Memang Begitu

102 16 4
                                    

Dari tadi pikiranku melayang-layang sibuk menerawang. Aku tidak memerhatikan pelajaran dan seperti yang kalian tahu apa yang akan terjadi padaku.

"Lavina Sadajiwa Elysia, coba ulangi apa yang baru saya katakan" perintah wanita itu.

Fidelya menyikutku, menyadarkanku yang tengah melamun.

"Ih apaan?" tanyaku padanya.

"Lah kok sewot ke gue sih? Itu Bu Yani manggil lo" ucapnya dengan nada sedikit kesal.

"Oh gitu, bilang dong dari tadi.
Iya Bu, ada apa?"

"Coba ulangi apa yang saya jelaskan tadi Lavina"

"Lah kok jadi saya Bu? Kan yang jadi guru kan Ibu, bukan saya. Gini lho Bu, Ibu yang di gaji pemerintah, kenapa jadi saya yang harus jelasin materi Ibu"

"Lavina, saya menyuruh kamu untuk mengulangi apa yang sudah saya jelaskan, bukankah itu kewajibanmu sebagai pelajar"

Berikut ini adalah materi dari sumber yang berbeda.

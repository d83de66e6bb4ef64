#![warn(missing_docs)]
//! Core of the autodrive training driver.
//!
//! The driver runs an episodic reinforcement-learning loop against a driving
//! simulator. The learning agent, the simulator session and the observation
//! encoder are supplied by the user through the traits in this crate;
//! [`Driver`] only orchestrates them, keeps running statistics, writes
//! [`Checkpoint`]s and hands metrics to a [`Recorder`](record::Recorder).
pub mod dummy;
pub mod error;
pub mod record;

mod base;
pub use base::{Agent, Connection, Encoder, Env, Info, Obs, Step, Transition};

mod checkpoint;
pub use checkpoint::Checkpoint;

mod score;
pub use score::ScoreTracker;

mod driver;
pub use driver::{Driver, DriverConfig, Experiment, TrainSummary, WarmupPolicy, STEP_KEY};
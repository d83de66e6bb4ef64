//! Environment step.
use super::Env;

/// Additional information to the observation and the reward of a step.
pub trait Info {}

impl Info for () {}

/// Represents the outcome `(o_t+1, r_t, done)` of applying an action
/// to the simulator, with some additional information.
pub struct Step<E: Env> {
    /// Raw observation after the action.
    pub obs: E::Obs,

    /// Reward.
    pub reward: f32,

    /// Flag denoting if the episode is terminated, e.g., by a collision.
    pub is_terminated: bool,

    /// Flag denoting if the episode is truncated, e.g., by a time limit.
    pub is_truncated: bool,

    /// Information defined by the environment.
    pub info: E::Info,
}

impl<E: Env> Step<E> {
    /// Constructs a [`Step`] object.
    pub fn new(
        obs: E::Obs,
        reward: f32,
        is_terminated: bool,
        is_truncated: bool,
        info: E::Info,
    ) -> Self {
        Step {
            obs,
            reward,
            is_terminated,
            is_truncated,
            info,
        }
    }

    #[inline]
    /// Terminated or truncated.
    pub fn is_done(&self) -> bool {
        self.is_terminated || self.is_truncated
    }
}

/// A transition `(o_t, a_t, r_t, o_t+1, done)` pushed into the memory of an agent.
///
/// Observations are the encoded ones, not the raw observations of the simulator.
#[derive(Clone, Debug, PartialEq)]
pub struct Transition<O> {
    /// Observation before the action.
    pub obs: O,

    /// Index of the discrete action.
    pub act: usize,

    /// Reward.
    pub reward: f32,

    /// Observation after the action.
    pub next_obs: O,

    /// `1` if the action ended the episode, `0` otherwise.
    pub is_done: i8,
}

impl<O> Transition<O> {
    /// Constructs a [`Transition`].
    pub fn new(obs: O, act: usize, reward: f32, next_obs: O, is_done: bool) -> Self {
        Self {
            obs,
            act,
            reward,
            next_obs,
            is_done: is_done as i8,
        }
    }
}
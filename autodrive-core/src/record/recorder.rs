use super::Record;

/// Writes a record to an output destination with [`Recorder::write`].
pub trait Recorder {
    /// Write a record to the [`Recorder`].
    fn write(&mut self, record: Record);

    /// Flushes buffered output, if any.
    fn flush(&mut self) {}
}

impl<R: Recorder + ?Sized> Recorder for Box<R> {
    fn write(&mut self, record: Record) {
        (**self).write(record);
    }

    fn flush(&mut self) {
        (**self).flush();
    }
}

/// Writes every record to all the recorders.
impl<R: Recorder> Recorder for Vec<R> {
    fn write(&mut self, record: Record) {
        if let Some((last, rest)) = self.split_last_mut() {
            for recorder in rest.iter_mut() {
                recorder.write(record.clone());
            }
            last.write(record);
        }
    }

    fn flush(&mut self) {
        for recorder in self.iter_mut() {
            recorder.flush();
        }
    }
}
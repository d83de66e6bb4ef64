use serde::Deserialize;

/// An experiment of the tracking server, holding runs.
#[derive(Debug, Clone, Deserialize)]
pub struct Experiment {
    /// ID assigned by the server.
    pub experiment_id: String,

    /// Name of the experiment.
    pub name: String,

    /// Where the artifacts of the runs are stored.
    pub artifact_location: Option<String>,

    /// `active` or `deleted`.
    pub lifecycle_stage: Option<String>,
}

"Iya Bu, tapi saya belum mengerti Bu. Jadi saya ga bisa menjelaskannya kembali Bu"
bohongku padanya, mana mungkin aku bisa mengerti, jelas dari tadi pikiranku hanya diisi dengan apa yang diucapkan oleh Fidelya tadi pagi.

"Tentu saja kamu tidak akan mengerti, dari awal saya menjelaskan kamu tidak memerhatikan saya. Kamu tidak konsentrasi, pikiranmu bukan pada pelajaran ini. Jadi untuk itu Lavina, kamu disilakan untuk keluar dari kelas saya" titahnya padaku, nada yang di gunakan cukup datar namun mampu menembus hati.

Bicara tentang hati, ada teori yang mengatakan jika kalian dihadapkan oleh beberapa pilihan yang membuatmu bingung, maka ikuti kata hatimu. Apakah memang begitu nyatanya?
Jika setiap orang mengikuti kata hatinya. Mungkin kini aku akan merasakan hal yang aku harapkan sejak dahulu.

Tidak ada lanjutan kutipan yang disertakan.